Compare with Current View Page History

« Previous Version 32 Next »

Status

Current state: <TODO>

Discussion thread: <TODO>

JIRA: <TODO>

This method is easier to use, but it also limit some possible optimizations

Released: <Flink Version>

Please keep the discussion on the mailing list rather than commenting on the wiki (wiki discussions get unwieldy fast).

Motivation

Iteration is a basic building block for a ML library. It is required for training ML models for both offline and online cases. However, different cases might require different types of iteration:

  1. Offline Training: The training dataset is bounded, the algorithm usually iterates the dataset multiple rounds to optimize the model until convergence.
  2. Online Training: The training dataset is unbounded, the algorithm usually calculates the update to the model according to the current model and the input records, then sends the update back to the operator that holds the model.

Previously Flink supported bounded iteration with DataSet API and supported the unbounded iteration with DataStream API. However, since Flink aims to deprecate the DataSet API and the iteration in the DataStream API is rather incomplete, thus we would require to re-implement a new iteration library in the Flink-ml repository to support the algorithms. 

Besides, the previous DataStream and DataSet iteration APIs also have some caveats to support algorithm implementation:

  1. Lack of the support for multiple inputs, arbitrary outputs and nested iteration for both iteration APIs, which is required by algorithms like LDA or boost. In the new iteration we would support these functionalities.
  2. Lack of asynchronous iteration support for the DataSet iteration, which is required by algorithms like asynchronous linear regression, in the new iterations we would support both synchronous and asynchronous modes for the bounded iteration. 
  3. The current DataSet iteration by default provides a "for each round" semantics, namely users only need to specify the computation logic in each iteration, and the framework would executes the subgraph multiple times until convergence. To cooperate with the semantics, the DataSet iteration framework would merge the initial input and the feedback (bulk style and delta style), and replay the datasets comes from outside of the iteration. This method is easier to use, but it also limit some possible optimizations.

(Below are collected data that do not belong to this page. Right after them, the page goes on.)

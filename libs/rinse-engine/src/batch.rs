use std::any::Any;
use std::collections::BTreeMap;
use std::ops::Range;
use std::panic::AssertUnwindSafe;
use std::sync::Arc;
use std::time::Instant;

use futures::FutureExt;
use futures::future::join_all;
use serde_json::Value;
use tokio::runtime::Handle;

use rinse_api::graph::{RawGraph, RawNode};
use rinse_api::mapping::FieldMapping;
use rinse_api::record::{FallbackReason, SanitizedRecord};
use rinse_api::value::RawValue;

use crate::config::{BatchConfig, ExtractConfig};
use crate::error::EngineError;
use crate::extract::Extractor;
use crate::fallback::fallback_batch;
use crate::large_fields::extract_large_fields;
use crate::metrics::{Counter, Metrics, Operation};
use crate::sanitize::sanitize_record;

// ---------------------------------------------------------------------------
// Options
// ---------------------------------------------------------------------------

/// Per-call overrides for [`sanitize_collection`]. `None` means "use the
/// configured default".
#[derive(Debug, Clone, Copy, Default, PartialEq, Eq)]
pub struct CollectionOptions {
    pub batch_size: Option<usize>,
    pub parallel: Option<bool>,
}

impl CollectionOptions {
    pub fn sequential(batch_size: usize) -> Self {
        Self {
            batch_size: Some(batch_size),
            parallel: Some(false),
        }
    }

    pub fn parallel(batch_size: usize) -> Self {
        Self {
            batch_size: Some(batch_size),
            parallel: Some(true),
        }
    }

    /// Read options from a loosely typed object (request parameters).
    ///
    /// `batch_size` (or `batchSize`) must be a positive integer and
    /// `parallel` a boolean; anything else is ignored.
    pub fn from_loose(value: &Value) -> Self {
        let batch_size = value
            .get("batch_size")
            .or_else(|| value.get("batchSize"))
            .and_then(Value::as_u64)
            .filter(|n| *n > 0)
            .and_then(|n| usize::try_from(n).ok());
        let parallel = value.get("parallel").and_then(Value::as_bool);
        Self {
            batch_size,
            parallel,
        }
    }
}

/// Batch size actually used for a collection of `len` records.
///
/// Large collections get `len / 20` clamped to the configured bounds, but
/// never less than what was requested.
pub fn effective_batch_size(len: usize, requested: Option<usize>, config: &BatchConfig) -> usize {
    let requested = requested.filter(|n| *n > 0).unwrap_or(config.batch_size).max(1);
    if len > config.auto_scale_threshold {
        let scaled = (len / 20).clamp(config.min_batch_size, config.max_batch_size);
        requested.max(scaled)
    } else {
        requested
    }
}

// ---------------------------------------------------------------------------
// Batches
// ---------------------------------------------------------------------------

/// Contiguous slice of the input collection.
#[derive(Debug, Clone)]
pub struct Batch {
    pub index: usize,
    /// Position of the batch in the input collection.
    pub range: Range<usize>,
    pub records: Arc<[RawValue]>,
}

impl Batch {
    fn len(&self) -> usize {
        self.records.len()
    }
}

pub fn partition(records: &[RawValue], size: usize) -> Vec<Batch> {
    let size = size.max(1);
    records
        .chunks(size)
        .enumerate()
        .map(|(index, chunk)| {
            let start = index * size;
            Batch {
                index,
                range: start..start + chunk.len(),
                records: chunk.into(),
            }
        })
        .collect()
}

// ---------------------------------------------------------------------------
// Job
// ---------------------------------------------------------------------------

/// Everything one collection run needs, in a form that can be moved into
/// spawned tasks.
#[derive(Clone)]
pub struct CollectionJob {
    graph: Arc<RawGraph>,
    mapping: Arc<FieldMapping>,
    large_fields: Arc<[String]>,
    metrics: Arc<Metrics>,
    extract: Arc<ExtractConfig>,
}

impl CollectionJob {
    pub fn new(
        graph: Arc<RawGraph>,
        mapping: Arc<FieldMapping>,
        large_fields: Arc<[String]>,
        metrics: Arc<Metrics>,
        extract: Arc<ExtractConfig>,
    ) -> Self {
        Self {
            graph,
            mapping,
            large_fields,
            metrics,
            extract,
        }
    }

    /// Sanitize one record, then merge in its large-object content if it
    /// carries any large field.
    pub async fn process_record(&self, raw: &RawValue) -> SanitizedRecord {
        let mut record = {
            let extractor = Extractor::new(&self.graph, &self.metrics, &self.extract);
            sanitize_record(&extractor, raw, &self.mapping)
        };
        if record.is_fallback() || !self.has_large_field(raw) {
            return record;
        }
        let contents = extract_large_fields(&self.graph, raw, &self.large_fields, &self.metrics).await;
        merge_large_fields(&mut record, &self.mapping, contents);
        record
    }

    pub async fn process_batch(&self, batch: &Batch) -> Vec<SanitizedRecord> {
        let started = Instant::now();
        let records = join_all(batch.records.iter().map(|raw| self.process_record(raw))).await;
        self.metrics.record(Operation::Batch, started.elapsed());
        tracing::debug!(batch = batch.index, start = batch.range.start, end = batch.range.end, "batch done");
        records
    }

    fn has_large_field(&self, raw: &RawValue) -> bool {
        let RawValue::Object(id) = raw else {
            return false;
        };
        self.large_fields
            .iter()
            .any(|name| self.graph.member(*id, name).is_some())
    }

    fn batch_failed(&self, batch: &Batch, error: &dyn std::fmt::Display) -> Vec<SanitizedRecord> {
        tracing::error!(
            operation = "sanitize_collection",
            batch = batch.index,
            start = batch.range.start,
            end = batch.range.end,
            error = %error,
            "batch failed, returning fallback records"
        );
        self.metrics.incr(Counter::BatchFailures);
        self.metrics.add(Counter::FallbackRecords, batch.len() as u64);
        fallback_batch(Some(&self.mapping), FallbackReason::BatchFailed, batch.len())
    }
}

/// Merge fetched large-object content into a sanitized record: non-empty
/// content replaces the mapped field, empty content removes it. Fields the
/// mapping does not name are skipped.
pub fn merge_large_fields(record: &mut SanitizedRecord, mapping: &FieldMapping, contents: BTreeMap<String, String>) {
    for (source, content) in contents {
        let Some(target) = mapping.target_of(&source) else {
            continue;
        };
        if content.is_empty() {
            record.remove(target);
        } else {
            record.insert(target, Value::String(content));
        }
    }
}

// ---------------------------------------------------------------------------
// Orchestration
// ---------------------------------------------------------------------------

/// Sanitize every record of the collection `raw`, in input order.
///
/// Never fails. Input that is not an array yields an empty result; a batch
/// that fails as a whole is replaced by fallbacks; a parallel run that
/// cannot be dispatched is redone sequentially.
pub async fn sanitize_collection(
    job: &CollectionJob,
    raw: &RawValue,
    options: CollectionOptions,
    config: &BatchConfig,
) -> Vec<SanitizedRecord> {
    let records: Vec<RawValue> = match raw {
        RawValue::Array(id) => match job.graph.node(*id) {
            Some(RawNode::Array(items)) => items.clone(),
            _ => Vec::new(),
        },
        _ => Vec::new(),
    };
    if records.is_empty() {
        tracing::debug!(kind = raw.kind(), "nothing to sanitize");
        return Vec::new();
    }

    let size = effective_batch_size(records.len(), options.batch_size, config);
    let batches = partition(&records, size);
    let parallel = options.parallel.unwrap_or(config.parallel);
    tracing::debug!(records = records.len(), batch_size = size, batches = batches.len(), parallel, "sanitizing collection");

    if !parallel {
        return run_sequential(job, &batches, records.len()).await;
    }
    match run_parallel(job, &batches, records.len()).await {
        Ok(out) => out,
        Err(e) => {
            tracing::error!(operation = "sanitize_collection", error = %e, "retrying whole collection sequentially");
            job.metrics.incr(Counter::ParallelRetries);
            run_sequential(job, &batches, records.len()).await
        }
    }
}

async fn run_sequential(job: &CollectionJob, batches: &[Batch], total: usize) -> Vec<SanitizedRecord> {
    let mut out = Vec::with_capacity(total);
    for batch in batches {
        match AssertUnwindSafe(job.process_batch(batch)).catch_unwind().await {
            Ok(records) => out.extend(records),
            Err(panic) => out.extend(job.batch_failed(batch, &panic_message(panic.as_ref()))),
        }
    }
    out
}

async fn run_parallel(
    job: &CollectionJob,
    batches: &[Batch],
    total: usize,
) -> Result<Vec<SanitizedRecord>, EngineError> {
    let handle = Handle::try_current().map_err(|e| EngineError::Dispatch(e.to_string()))?;

    let tasks: Vec<_> = batches
        .iter()
        .map(|batch| {
            let job = job.clone();
            let batch = batch.clone();
            handle.spawn(async move { job.process_batch(&batch).await })
        })
        .collect();

    let mut out = Vec::with_capacity(total);
    for (batch, result) in batches.iter().zip(join_all(tasks).await) {
        match result {
            Ok(records) => out.extend(records),
            Err(e) => out.extend(job.batch_failed(batch, &e)),
        }
    }
    Ok(out)
}

fn panic_message(panic: &(dyn Any + Send)) -> String {
    if let Some(s) = panic.downcast_ref::<&str>() {
        s.to_string()
    } else if let Some(s) = panic.downcast_ref::<String>() {
        s.clone()
    } else {
        "panic".to_string()
    }
}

We also would like to improve these caveats in the new iteration library. 

Overall Design

To reduce the development and maintenance overhead, it would be preferred to have a unified implementation for different types of iterations. In fact, the different iteration types shares the same requirements in runtime implementation:

  1. All the iteration types should support multiple inputs and multiple outputs. 
  2. All the iteration types require some kind of back edges that transfer the data back to the iteration head. Since Flink does not support cycles in scheduler and network stack, the back edges should not be visible in the StreamGraph and JobGraph.
  3. All the iteration should support checkpoints mechanism in Stream execution mode.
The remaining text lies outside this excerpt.